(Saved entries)
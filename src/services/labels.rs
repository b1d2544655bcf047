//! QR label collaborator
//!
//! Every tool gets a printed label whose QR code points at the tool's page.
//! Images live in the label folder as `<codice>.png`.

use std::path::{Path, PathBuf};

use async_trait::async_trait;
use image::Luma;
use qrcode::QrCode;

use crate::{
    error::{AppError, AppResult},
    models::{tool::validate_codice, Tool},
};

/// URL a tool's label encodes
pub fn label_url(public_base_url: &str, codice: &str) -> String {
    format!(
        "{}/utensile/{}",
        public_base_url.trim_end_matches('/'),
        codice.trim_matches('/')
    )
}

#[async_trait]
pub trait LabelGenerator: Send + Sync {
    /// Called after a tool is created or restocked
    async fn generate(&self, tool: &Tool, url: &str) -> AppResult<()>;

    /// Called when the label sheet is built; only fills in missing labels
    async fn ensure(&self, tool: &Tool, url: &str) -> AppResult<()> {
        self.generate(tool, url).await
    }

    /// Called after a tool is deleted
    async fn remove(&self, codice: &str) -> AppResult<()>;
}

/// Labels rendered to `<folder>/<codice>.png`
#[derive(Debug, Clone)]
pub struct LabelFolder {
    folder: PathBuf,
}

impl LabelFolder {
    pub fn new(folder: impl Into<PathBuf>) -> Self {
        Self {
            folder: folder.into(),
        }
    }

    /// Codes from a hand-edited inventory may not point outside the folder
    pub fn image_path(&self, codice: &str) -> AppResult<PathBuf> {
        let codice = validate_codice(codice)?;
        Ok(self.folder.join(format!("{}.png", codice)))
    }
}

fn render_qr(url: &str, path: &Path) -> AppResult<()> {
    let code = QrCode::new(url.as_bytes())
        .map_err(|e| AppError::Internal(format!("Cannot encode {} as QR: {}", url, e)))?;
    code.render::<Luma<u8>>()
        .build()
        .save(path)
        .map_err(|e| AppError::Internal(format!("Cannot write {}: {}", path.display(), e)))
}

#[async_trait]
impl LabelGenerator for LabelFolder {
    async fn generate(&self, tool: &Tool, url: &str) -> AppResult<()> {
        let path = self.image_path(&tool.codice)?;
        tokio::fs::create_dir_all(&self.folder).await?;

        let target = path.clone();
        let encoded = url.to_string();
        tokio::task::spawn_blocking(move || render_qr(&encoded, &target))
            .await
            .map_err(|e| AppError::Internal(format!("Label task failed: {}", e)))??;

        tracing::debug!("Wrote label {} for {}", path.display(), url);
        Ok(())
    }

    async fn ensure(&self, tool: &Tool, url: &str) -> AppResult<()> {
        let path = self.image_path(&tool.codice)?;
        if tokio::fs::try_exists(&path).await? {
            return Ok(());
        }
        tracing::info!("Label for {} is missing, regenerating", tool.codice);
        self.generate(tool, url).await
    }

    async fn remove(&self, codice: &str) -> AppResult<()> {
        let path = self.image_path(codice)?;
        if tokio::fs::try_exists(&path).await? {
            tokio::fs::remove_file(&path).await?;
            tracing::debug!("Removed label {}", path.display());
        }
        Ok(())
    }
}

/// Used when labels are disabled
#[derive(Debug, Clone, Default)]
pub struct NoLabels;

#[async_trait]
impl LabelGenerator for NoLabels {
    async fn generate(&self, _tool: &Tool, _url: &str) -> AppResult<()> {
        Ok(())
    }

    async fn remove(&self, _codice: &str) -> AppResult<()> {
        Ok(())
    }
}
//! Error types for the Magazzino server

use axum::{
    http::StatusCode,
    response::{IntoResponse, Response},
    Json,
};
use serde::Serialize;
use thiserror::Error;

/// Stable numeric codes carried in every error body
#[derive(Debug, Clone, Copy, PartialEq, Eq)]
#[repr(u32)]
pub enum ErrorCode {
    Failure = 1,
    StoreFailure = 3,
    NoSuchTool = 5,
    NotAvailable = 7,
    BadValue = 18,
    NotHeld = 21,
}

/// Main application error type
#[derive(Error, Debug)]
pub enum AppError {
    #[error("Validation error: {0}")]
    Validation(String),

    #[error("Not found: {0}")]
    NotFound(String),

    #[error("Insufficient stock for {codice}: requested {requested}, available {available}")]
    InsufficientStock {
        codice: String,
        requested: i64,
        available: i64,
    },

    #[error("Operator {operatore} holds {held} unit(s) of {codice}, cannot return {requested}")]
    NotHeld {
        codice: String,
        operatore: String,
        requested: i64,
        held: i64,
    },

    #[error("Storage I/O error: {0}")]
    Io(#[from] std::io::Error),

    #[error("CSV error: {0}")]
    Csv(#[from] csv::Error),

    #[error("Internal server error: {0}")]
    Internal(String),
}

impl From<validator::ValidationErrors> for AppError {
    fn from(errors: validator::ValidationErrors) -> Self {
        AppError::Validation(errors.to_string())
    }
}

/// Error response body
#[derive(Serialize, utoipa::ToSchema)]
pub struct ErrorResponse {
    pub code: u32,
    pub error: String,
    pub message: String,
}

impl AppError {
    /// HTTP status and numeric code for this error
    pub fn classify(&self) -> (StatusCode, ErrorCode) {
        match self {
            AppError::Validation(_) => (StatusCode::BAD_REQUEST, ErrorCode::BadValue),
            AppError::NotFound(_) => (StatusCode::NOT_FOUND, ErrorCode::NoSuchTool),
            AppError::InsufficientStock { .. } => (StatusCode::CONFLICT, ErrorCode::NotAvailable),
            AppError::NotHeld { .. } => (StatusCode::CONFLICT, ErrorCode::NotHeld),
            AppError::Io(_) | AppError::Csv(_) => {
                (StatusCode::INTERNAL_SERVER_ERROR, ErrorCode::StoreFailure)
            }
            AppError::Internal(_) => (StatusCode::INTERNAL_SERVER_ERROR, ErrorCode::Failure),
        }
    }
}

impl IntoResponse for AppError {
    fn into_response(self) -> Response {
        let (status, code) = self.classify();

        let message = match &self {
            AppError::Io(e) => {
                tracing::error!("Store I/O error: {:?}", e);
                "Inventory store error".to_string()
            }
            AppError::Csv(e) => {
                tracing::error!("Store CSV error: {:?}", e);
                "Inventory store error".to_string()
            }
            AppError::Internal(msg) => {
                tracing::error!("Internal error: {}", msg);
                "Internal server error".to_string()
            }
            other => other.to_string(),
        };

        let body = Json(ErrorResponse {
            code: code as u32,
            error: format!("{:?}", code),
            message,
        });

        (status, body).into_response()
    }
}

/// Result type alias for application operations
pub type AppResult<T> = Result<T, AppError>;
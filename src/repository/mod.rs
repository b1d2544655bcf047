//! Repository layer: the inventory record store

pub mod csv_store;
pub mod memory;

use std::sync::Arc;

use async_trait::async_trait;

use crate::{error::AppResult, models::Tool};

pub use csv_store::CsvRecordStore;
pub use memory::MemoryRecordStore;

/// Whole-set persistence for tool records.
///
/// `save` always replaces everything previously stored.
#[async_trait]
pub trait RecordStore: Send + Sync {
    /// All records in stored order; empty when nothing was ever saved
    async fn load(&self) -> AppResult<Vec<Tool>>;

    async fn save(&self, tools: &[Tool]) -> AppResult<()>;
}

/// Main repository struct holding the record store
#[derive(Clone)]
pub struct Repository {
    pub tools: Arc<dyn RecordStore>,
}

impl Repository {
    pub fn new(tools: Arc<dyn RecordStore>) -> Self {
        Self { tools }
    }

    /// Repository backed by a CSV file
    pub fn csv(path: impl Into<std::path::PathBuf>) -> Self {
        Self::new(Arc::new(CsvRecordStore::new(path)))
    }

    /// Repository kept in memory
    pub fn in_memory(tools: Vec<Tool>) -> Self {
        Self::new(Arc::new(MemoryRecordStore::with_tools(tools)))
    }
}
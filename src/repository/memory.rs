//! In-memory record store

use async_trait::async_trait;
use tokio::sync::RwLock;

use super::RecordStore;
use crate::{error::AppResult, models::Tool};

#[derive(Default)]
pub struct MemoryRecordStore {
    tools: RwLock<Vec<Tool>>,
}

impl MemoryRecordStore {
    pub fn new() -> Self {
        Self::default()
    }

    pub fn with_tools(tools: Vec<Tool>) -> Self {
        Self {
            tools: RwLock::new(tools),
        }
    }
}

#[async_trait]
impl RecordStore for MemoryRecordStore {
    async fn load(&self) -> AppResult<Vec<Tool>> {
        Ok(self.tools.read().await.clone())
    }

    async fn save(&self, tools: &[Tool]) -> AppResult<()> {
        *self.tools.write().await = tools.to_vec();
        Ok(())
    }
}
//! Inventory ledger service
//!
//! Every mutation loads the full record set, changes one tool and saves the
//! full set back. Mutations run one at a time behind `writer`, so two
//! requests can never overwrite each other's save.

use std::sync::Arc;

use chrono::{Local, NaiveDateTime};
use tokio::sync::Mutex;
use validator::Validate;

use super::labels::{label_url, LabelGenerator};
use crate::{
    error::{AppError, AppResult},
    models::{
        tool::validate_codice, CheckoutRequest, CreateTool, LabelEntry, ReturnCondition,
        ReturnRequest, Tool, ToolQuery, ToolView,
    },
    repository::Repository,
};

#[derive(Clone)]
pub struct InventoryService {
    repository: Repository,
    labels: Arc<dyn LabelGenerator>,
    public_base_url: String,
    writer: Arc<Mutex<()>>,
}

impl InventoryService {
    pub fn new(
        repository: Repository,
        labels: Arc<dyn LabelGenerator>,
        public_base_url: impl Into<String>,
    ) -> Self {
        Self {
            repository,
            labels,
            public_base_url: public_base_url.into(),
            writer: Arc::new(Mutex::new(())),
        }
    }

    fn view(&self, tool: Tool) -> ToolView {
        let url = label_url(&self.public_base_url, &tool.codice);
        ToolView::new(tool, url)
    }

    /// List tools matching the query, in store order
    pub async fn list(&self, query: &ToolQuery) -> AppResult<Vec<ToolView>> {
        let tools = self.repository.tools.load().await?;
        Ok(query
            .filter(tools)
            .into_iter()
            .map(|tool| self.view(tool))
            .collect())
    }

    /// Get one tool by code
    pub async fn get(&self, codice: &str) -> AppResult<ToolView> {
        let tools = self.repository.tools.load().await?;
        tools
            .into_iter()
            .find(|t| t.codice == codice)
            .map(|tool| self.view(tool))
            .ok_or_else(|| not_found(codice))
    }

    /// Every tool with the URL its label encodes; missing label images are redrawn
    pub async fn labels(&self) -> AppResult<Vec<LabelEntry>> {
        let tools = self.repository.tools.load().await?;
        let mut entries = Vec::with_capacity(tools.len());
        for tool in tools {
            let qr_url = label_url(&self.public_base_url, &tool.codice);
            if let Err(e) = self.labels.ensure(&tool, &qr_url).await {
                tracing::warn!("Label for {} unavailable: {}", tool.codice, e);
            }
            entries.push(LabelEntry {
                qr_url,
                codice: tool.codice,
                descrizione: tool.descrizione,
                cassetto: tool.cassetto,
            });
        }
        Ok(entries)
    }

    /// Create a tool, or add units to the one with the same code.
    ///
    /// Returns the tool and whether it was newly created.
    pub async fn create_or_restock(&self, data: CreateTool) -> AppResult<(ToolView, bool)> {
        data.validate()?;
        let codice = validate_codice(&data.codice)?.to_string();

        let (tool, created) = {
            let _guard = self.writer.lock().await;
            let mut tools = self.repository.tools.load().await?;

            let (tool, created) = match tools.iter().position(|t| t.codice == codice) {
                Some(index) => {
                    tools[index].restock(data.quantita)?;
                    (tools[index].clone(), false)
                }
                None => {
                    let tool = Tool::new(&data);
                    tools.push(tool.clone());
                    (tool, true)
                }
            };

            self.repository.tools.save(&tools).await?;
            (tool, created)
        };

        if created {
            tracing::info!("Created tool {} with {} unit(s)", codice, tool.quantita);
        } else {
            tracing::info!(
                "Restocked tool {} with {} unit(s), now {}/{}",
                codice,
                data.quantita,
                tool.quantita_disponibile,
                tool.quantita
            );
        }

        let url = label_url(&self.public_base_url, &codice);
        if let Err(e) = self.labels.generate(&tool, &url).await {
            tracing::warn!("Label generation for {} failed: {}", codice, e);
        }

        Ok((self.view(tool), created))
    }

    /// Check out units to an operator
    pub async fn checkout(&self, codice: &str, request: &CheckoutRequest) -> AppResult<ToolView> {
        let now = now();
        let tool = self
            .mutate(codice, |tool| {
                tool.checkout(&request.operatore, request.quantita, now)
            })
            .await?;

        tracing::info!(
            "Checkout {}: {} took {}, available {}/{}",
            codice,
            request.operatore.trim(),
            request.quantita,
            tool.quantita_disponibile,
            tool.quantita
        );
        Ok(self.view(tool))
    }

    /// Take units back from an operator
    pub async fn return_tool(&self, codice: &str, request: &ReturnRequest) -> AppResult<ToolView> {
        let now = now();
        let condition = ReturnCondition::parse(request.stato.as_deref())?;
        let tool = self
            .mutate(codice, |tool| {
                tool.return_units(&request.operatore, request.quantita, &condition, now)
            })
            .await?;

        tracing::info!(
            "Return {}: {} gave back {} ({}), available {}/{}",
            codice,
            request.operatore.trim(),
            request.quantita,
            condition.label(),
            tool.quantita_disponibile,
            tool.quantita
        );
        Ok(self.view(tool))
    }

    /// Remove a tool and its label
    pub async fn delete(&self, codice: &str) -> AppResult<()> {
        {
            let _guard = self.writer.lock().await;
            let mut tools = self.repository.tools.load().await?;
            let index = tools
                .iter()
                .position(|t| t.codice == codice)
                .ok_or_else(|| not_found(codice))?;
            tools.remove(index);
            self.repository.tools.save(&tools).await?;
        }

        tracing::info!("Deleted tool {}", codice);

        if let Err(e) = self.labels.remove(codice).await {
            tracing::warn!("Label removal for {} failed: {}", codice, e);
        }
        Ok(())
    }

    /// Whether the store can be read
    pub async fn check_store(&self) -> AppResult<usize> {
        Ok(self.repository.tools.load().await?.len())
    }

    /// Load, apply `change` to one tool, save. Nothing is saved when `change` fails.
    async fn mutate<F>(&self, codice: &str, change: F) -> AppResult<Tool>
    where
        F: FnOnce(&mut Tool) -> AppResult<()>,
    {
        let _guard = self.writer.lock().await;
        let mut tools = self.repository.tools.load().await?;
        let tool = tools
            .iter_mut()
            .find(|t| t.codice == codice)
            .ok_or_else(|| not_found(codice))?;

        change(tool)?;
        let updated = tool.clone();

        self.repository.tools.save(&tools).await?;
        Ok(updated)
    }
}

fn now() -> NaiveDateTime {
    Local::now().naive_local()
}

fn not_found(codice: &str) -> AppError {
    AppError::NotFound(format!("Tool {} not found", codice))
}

__Problem to solve__. The line containing "let encoded = url.to_string();" marks the end. Please print exactly every line from the top of the data to it, both included, and nothing more.

__Written response__.
filename src/services/labels.rs
repository b1d2544655bcf047
//! QR label collaborator
//!
//! Every tool gets a printed label whose QR code points at the tool's page.
//! Images live in the label folder as `<codice>.png`.

use std::path::{Path, PathBuf};

use async_trait::async_trait;
use image::Luma;
use qrcode::QrCode;

use crate::{
    error::{AppError, AppResult},
    models::{tool::validate_codice, Tool},
};

/// URL a tool's label encodes
pub fn label_url(public_base_url: &str, codice: &str) -> String {
    format!(
        "{}/utensile/{}",
        public_base_url.trim_end_matches('/'),
        codice.trim_matches('/')
    )
}

#[async_trait]
pub trait LabelGenerator: Send + Sync {
    /// Called after a tool is created or restocked
    async fn generate(&self, tool: &Tool, url: &str) -> AppResult<()>;

    /// Called when the label sheet is built; only fills in missing labels
    async fn ensure(&self, tool: &Tool, url: &str) -> AppResult<()> {
        self.generate(tool, url).await
    }

    /// Called after a tool is deleted
    async fn remove(&self, codice: &str) -> AppResult<()>;
}

/// Labels rendered to `<folder>/<codice>.png`
#[derive(Debug, Clone)]
pub struct LabelFolder {
    folder: PathBuf,
}

impl LabelFolder {
    pub fn new(folder: impl Into<PathBuf>) -> Self {
        Self {
            folder: folder.into(),
        }
    }

    /// Codes from a hand-edited inventory may not point outside the folder
    pub fn image_path(&self, codice: &str) -> AppResult<PathBuf> {
        let codice = validate_codice(codice)?;
        Ok(self.folder.join(format!("{}.png", codice)))
    }
}

fn render_qr(url: &str, path: &Path) -> AppResult<()> {
    let code = QrCode::new(url.as_bytes())
        .map_err(|e| AppError::Internal(format!("Cannot encode {} as QR: {}", url, e)))?;
    code.render::<Luma<u8>>()
        .build()
        .save(path)
        .map_err(|e| AppError::Internal(format!("Cannot write {}: {}", path.display(), e)))
}

#[async_trait]
impl LabelGenerator for LabelFolder {
    async fn generate(&self, tool: &Tool, url: &str) -> AppResult<()> {
        let path = self.image_path(&tool.codice)?;
        tokio::fs::create_dir_all(&self.folder).await?;

        let target = path.clone();
        let encoded = url.to_string();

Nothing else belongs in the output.